AUTHOR=Iacopino Saverio , Fabiano Gennaro , Sorrenti Paolo , Petretta Andrea , Colella Jacopo , Vilio Alessandro Di , Statuto Giovanni , Diomede Nicolangelo , Artale Paolo , Filannino Pasquale , Pardeo Antonino , Placentino Filippo , Campagna Giuseppe , Peluso Gianluca , Cecchini Edoardo , Cecchini Federico , Speziale Giuseppe , Gaita Fiorenzo TITLE=Delta-wave automatic mapping of the manifest accessory pathway JOURNAL=Frontiers in Cardiovascular Medicine VOLUME=11 YEAR=2024 URL=https://www.frontiersin.org/journals/cardiovascular-medicine/articles/10.3389/fcvm.2024.1449038 DOI=10.3389/fcvm.2024.1449038 ISSN=2297-055X ABSTRACT=Background

Despite the high success rate of radiofrequency catheter ablation (RFCA) in Wolff-Parkinson-White Syndrome (WPW), localizing the successful ablation site can be challenging and may require multiple radiofrequency (RF) applications.

Objective

This study aims to evaluate the efficacy of a novel workflow for the automatic and precise identification of accessory pathway ablation site, named Delta Wave Automatic Mapping.

Methods

Patients undergoing a first procedure for RF ablation of a manifest accessory pathway were included.

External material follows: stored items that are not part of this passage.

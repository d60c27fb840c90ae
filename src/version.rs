//! Build metadata stamped by `build.rs`.

pub const GIT_HASH: &str = env!("GIT_HASH");
pub const GIT_DIRTY: bool = matches!(env!("GIT_DIRTY").as_bytes(), b"true");

pub const LONG_VERSION: &str = concat!(env!("CARGO_PKG_VERSION"), " (", env!("GIT_HASH"), ")");

/// Version string including a `-dirty` marker for uncommitted builds.
pub fn long_version() -> String {
   let dirty = if GIT_DIRTY { "-dirty" } else { "" };
   format!("{} ({GIT_HASH}{dirty})", env!("CARGO_PKG_VERSION"))
}
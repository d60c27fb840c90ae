//! Configuration for the catalog endpoint and HTTP client.

use std::{
   fs,
   path::{Path, PathBuf},
   sync::OnceLock,
};

use directories::BaseDirs;
use figment::{
   Figment,
   providers::{Env, Format, Serialized, Toml},
};
use serde::{Deserialize, Serialize};
use url::Url;

use crate::{
   error::{Result, StoreSearchError},
   search::query::DEFAULT_BASE_URL,
   types::Category,
};

static CONFIG: OnceLock<Config> = OnceLock::new();

/// Application configuration loaded from config file and environment variables
#[derive(Debug, Clone, PartialEq, Eq, Serialize, Deserialize)]
#[serde(default)]
pub struct Config {
   pub base_url:         String,
   pub timeout_secs:     u64,
   pub user_agent:       String,
   pub default_category: Category,
}

impl Default for Config {
   fn default() -> Self {
      Self {
         base_url:         DEFAULT_BASE_URL.to_string(),
         timeout_secs:     30,
         user_agent:       concat!("storesearch/", env!("CARGO_PKG_VERSION")).to_string(),
         default_category: Category::All,
      }
   }
}

impl Config {
   pub fn load() -> Self {
      let config_path = config_file_path();
      if !config_path.exists() {
         Self::create_default_config(config_path);
      }

      Self::load_from(config_path)
   }

   /// Merges defaults, the TOML file at `path` and `STORESEARCH_*` variables.
   pub fn load_from(path: &Path) -> Self {
      Figment::from(Serialized::defaults(Self::default()))
         .merge(Toml::file(path))
         .merge(Env::prefixed("STORESEARCH_").lowercase(true))
         .extract()
         .inspect_err(|e| tracing::warn!("failed to parse config: {e}"))
         .unwrap_or_default()
   }

   fn create_default_config(path: &Path) {
      if let Some(parent) = path.parent() {
         let _ = fs::create_dir_all(parent);
      }
      let default_config = Self::default();
      if let Ok(toml) = toml::to_string_pretty(&default_config) {
         let _ = fs::write(path, toml);
      }
   }

   pub fn base_url(&self) -> Result<Url> {
      Url::parse(&self.base_url)
         .map_err(|e| StoreSearchError::Config(format!("invalid base_url {:?}: {e}", self.base_url)))
   }
}

/// Returns the global configuration instance
pub fn get() -> &'static Config {
   CONFIG.get_or_init(Config::load)
}

/// Returns the base directory for storesearch configuration
pub fn base_dir() -> &'static PathBuf {
   static ONCE: OnceLock<PathBuf> = OnceLock::new();
   ONCE.get_or_init(|| {
      BaseDirs::new()
         .map(|d| d.home_dir().join(".storesearch"))
         .or_else(|| {
            std::env::var("HOME")
               .ok()
               .map(|h| PathBuf::from(h).join(".storesearch"))
         })
         .unwrap_or_else(|| {
            std::env::current_dir()
               .unwrap_or_else(|_| PathBuf::from("."))
               .join(".storesearch")
         })
   })
}

pub fn config_file_path() -> &'static PathBuf {
   static ONCE: OnceLock<PathBuf> = OnceLock::new();
   ONCE.get_or_init(|| base_dir().join("config.toml"))
}
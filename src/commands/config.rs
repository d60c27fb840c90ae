use anyhow::Result;
use console::style;

use crate::config;

pub fn execute() -> Result<()> {
   let cfg = config::get();

   println!("{} {}", style("Config file:").dim(), style(config::config_file_path().display()).cyan());
   println!();
   print!("{}", toml::to_string_pretty(cfg)?);

   Ok(())
}
use std::process::Command;

fn main() {
   build_git_metadata();
}

fn build_git_metadata() {
   println!("cargo:rerun-if-changed=.git/HEAD");
   println!("cargo:rerun-if-changed=.git/refs/");

   let git_hash = Command::new("git")
      .args(["rev-parse", "--short", "HEAD"])
      .output()
      .ok()
      .filter(|o| o.status.success())
      .and_then(|o| String::from_utf8(o.stdout).ok())
      .map_or_else(|| "unknown".to_string(), |s| s.trim().to_string());

   let git_dirty = Command::new("git")
      .args(["status", "--porcelain"])
      .output()
      .ok()
      .filter(|o| o.status.success())
      .is_some_and(|o| !o.stdout.is_empty());

   println!("cargo:rustc-env=GIT_HASH={git_hash}");
   println!("cargo:rustc-env=GIT_DIRTY={}", if git_dirty { "true" } else { "false" });
}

Electro-Anatomical Mapping (EAM) was performed with the CARTO 3 system (Biosense Webster, Johnson & Johnson Medical S.p.a., Irvine, CA) leveraging auto-acquisition algorithms already present in the CARTO 3 software. Mapping and ablation were performed with an irrigated tip catheter with contact force sensor. Procedure success was defined as loss of pathway function after ablation. The number of RF applications required and time to effect were measured for each patient. Recurrences were evaluated during follow-up visits. Additionally, at the end of each procedure, historical predictors of ablation success were measured offline to evaluate their relationship with the successful ablation site found with the novel workflow.

Results

A total of 50 patients were analysed (62% APs right and 38% APs left). All 50 APs were successfully eliminated in each procedure with a median Time-to-effect (TTE) of 2.0 (IQR 1.2–3.5) seconds. No AP recurrences during a median follow-up of 10 (IQR 6–13) months were recorded. Offline analysis of successful ablation site revealed a pre-ablation delta/ventricular interval of ≤−10 msec in 52% of the patients and in 100% of the patients the signal related to the Kent bundle was identified.

Conclusions

The novel workflow efficiently localizes APs without requiring manual annotations. Historical endocardial parameters predicting success were measured offline for each case and they corresponded to the ablation target automatically annotated by the proposed workflow. This novel mapping workflow holds promise in enhancing the efficacy of RFCA in the presence of manifest APs.